We hailed a taxi on the corner next to the hostel. As it came towards us I said "Oh no!". It was in a bad way, and the driver hit his wheel on the high kerb as he pulled up. He put the music on loud, and we got him to turn it down. Dad sat in the front, and Oli and I in the back. The driver looked at us as he spoke, not where he was driving, so we had to keep diverting his attention back to the road. At one stage he put his foot down to the floor and accelerated towards a car parked on the right from which three people had just alighted. There was a taxi to our left. We all shouted "No!" at the tops of our voices, and he accelerated even more, cutting up the taxi to our left and narrowly missing the people. He swerved away from the central reservation, which was about one foot high. I thought that the car was going to turn over. We made him pull over to the side. I stayed in the back whilst the others took the bags out of the boot. We gave the driver S/-3000 and told him to go.
Another taxi pulled up with one passenger and took us, safely, to
the airport for
S/-5000. It took us two or three hours to get over our nightmare
journey.
We breakfasted at Tropiburger at the airport once we had booked in. The breakfast was horrible, but Oli spotted a woman who he really liked. She got on the same flight as us and sat opposite to Oli and me. When we arrived at Guayaquíl and went into the transit lounge, Oli’s friend went out through arrivals, much to the disappointment of my brother.
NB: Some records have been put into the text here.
//! Demo renderer standing in for a generated widget UI

mod band;
mod renderer;
mod screens;

pub use renderer::DemoRenderer;
//! Retained-mode demo renderer
//!
//! Tracks one dirty area, grown by touches and the once-a-second uptime
//! label. On render the area is cut into bands that fit a pool buffer; each
//! band gets the whole scene drawn clipped to it and is flushed.

use defmt::*;
use embedded_graphics::prelude::Point;

use tessera_core::buffer::{BufferId, PoolError};
use tessera_core::flush::FlushError;
use tessera_core::geometry::Area;
use tessera_core::panel::PanelTransfer;
use tessera_core::pipeline::{Pipeline, Registration};
use tessera_core::touch::PointerEvent;
use tessera_core::traits::{FlushReady, Renderer};

use super::band::BandTarget;
use super::screens::{self, area_of, Layout, Scene, ScreenId};

pub struct DemoRenderer {
    registration: Registration,
    layout: Layout,
    screen: ScreenId,
    uptime_ms: u32,
    shown_s: u32,
    taps: u32,
    last_touch: Option<(u16, u16)>,
    pressed: bool,
    dirty: Option<Area>,
    acked: u32,
}

impl DemoRenderer {
    pub fn new(registration: Registration) -> Self {
        let layout = Layout::new(registration.size);
        Self {
            registration,
            layout,
            screen: ScreenId::Main,
            uptime_ms: 0,
            shown_s: 0,
            taps: 0,
            last_touch: None,
            pressed: false,
            dirty: Some(area_of(layout.full())),
            acked: 0,
        }
    }

    fn invalidate(&mut self, area: Area) {
        self.dirty = Some(match self.dirty {
            Some(dirty) => dirty.union(&area),
            None => area,
        });
    }

    fn scene(&self) -> Scene {
        Scene {
            screen: self.screen,
            uptime_s: self.shown_s,
            taps: self.taps,
            last_touch: self.last_touch,
        }
    }

    /// Press handling, switched on the current screen
    fn on_press(&mut self, x: u16, y: u16) {
        let point = Point::new(i32::from(x), i32::from(y));
        if let Some(target) = self.layout.hit_tab(point) {
            if target != self.screen {
                debug!("Screen {} -> {}", self.screen, target);
                self.screen = target;
                self.invalidate(area_of(self.layout.full()));
            }
            return;
        }

        match self.screen {
            ScreenId::Main => {}
            ScreenId::Screen1 => {
                self.taps = self.taps.wrapping_add(1);
                self.invalidate(area_of(self.layout.detail()));
            }
            ScreenId::Screen2 => {
                self.last_touch = Some((x, y));
                self.invalidate(area_of(self.layout.detail()));
            }
        }
    }

    /// Rows of `width` pixels that fit one pool buffer
    fn band_rows(&self, width: usize) -> i32 {
        let capacity =
            usize::from(self.registration.size.width) * usize::from(self.registration.buffer_rows);
        (capacity / width.max(1)).max(1) as i32
    }
}

impl FlushReady for DemoRenderer {
    fn flush_ready(&mut self, _buffer: BufferId) {
        self.acked = self.acked.wrapping_add(1);
    }
}

impl Renderer for DemoRenderer {
    fn pointer(&mut self, event: PointerEvent) {
        // Logical coordinates start at 1
        if event.is_pressed() && !self.pressed {
            self.on_press(event.x.saturating_sub(1), event.y.saturating_sub(1));
        }
        self.pressed = event.is_pressed();
    }

    fn tick_inc(&mut self, delta_ms: u32) {
        self.uptime_ms = self.uptime_ms.wrapping_add(delta_ms);
        let seconds = self.uptime_ms / 1000;
        if seconds != self.shown_s {
            self.shown_s = seconds;
            self.invalidate(area_of(self.layout.uptime()));
        }
    }

    fn render<P: PanelTransfer>(&mut self, pipeline: &mut Pipeline<'_, P>) -> Result<(), PoolError> {
        let Some(dirty) = self.dirty.take() else {
            return Ok(());
        };

        let rows = self.band_rows((dirty.x2 - dirty.x1 + 1) as usize);
        let scene = self.scene();

        let mut y = dirty.y1;
        while y <= dirty.y2 {
            let band = Area::new(dirty.x1, y, dirty.x2, (y + rows - 1).min(dirty.y2));

            let id = pipeline.acquire()?;
            let pixels = pipeline.pixels_mut(id)?;
            let mut target = BandTarget::new(
                pixels,
                band,
                self.registration.format,
                self.registration.size,
            );
            if let Err(never) = screens::draw(&mut target, &self.layout, &scene) {
                match never {}
            }

            match pipeline.flush(band, id, self) {
                Ok(report) => trace!("Flushed {} ({})", band.y1, report.outcome),
                Err(FlushError::Pool(e)) => return Err(e),
                Err(e) => warn!("Flush of rows {}..={} failed: {}", band.y1, band.y2, e),
            }

            y = band.y2 + 1;
        }

        trace!("{} bands acknowledged", self.acked);
        Ok(())
    }
}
During the 40 minute stopover at Guayaquíl I started chatting to the Thompsons. They are a very nice couple from Washington State who were embarking on their third Earthwatch project. The project involves investigating Katydids in Peru. On the way they were passing time in Ecuador.
We arrived at the airport on Isla Baltra and queued to pay our $80
each entry fee and
S/-15000 tax. About an hour later we were on a bus to the ferry
which was a 5 minute,
S/-2000 trip across the runway and down a dusty lava hill. The S/-1000
ferry trip was about the same distance as Mull to Iona. There were some
enthusiastic English ornithologists on board who were intent on making
fools of themselves by crying out such things as "Did you see that flightless
cormorant fly past?" We saw some blue footed boobies and some frigate birds.
The bus trip from the arid north of Isla Santa Cruz down to Puerto Ayura in the lush south of the island took about one hour on a very bumpy road. We saw lots of cattle egrets. On arrival at Puerto Ayura we went in search of accommodation and found it at Hotel Sol y Mar which was run by Jimmy Perez (aged 85½ at the time). It was S/-31000 per night for a triple room. Before we’d left Quito, Oli had said that his trip to the Galápagos would be complete if he could see a marine iguana. As we checked in, there were two of them sat on the patio watching us! We soon had our stuff unpacked and our washing out to dry. The two maids took an instant shine to Oli and me, but the feeling was definitely not mutual.
By this time we were quite hungry so, after a quick look around town we settled for a toasted cheese sandwich and some fruit juice. The Darwin Centre and Tortoise Sanctuary was next on the agenda. We saw the baby tortoises and walked amongst some of the larger specimens. There were lots of finches and lava lizards around.
The souvenir shops were very interesting. All of them sold T-shirts, some sell lousy carvings, and there were some brilliant books of photographs.
In the evening we ate cod at the Sol y Mar and had a walk around town followed by a nightcap (Amoretto) at Las Cuatro Lantinas.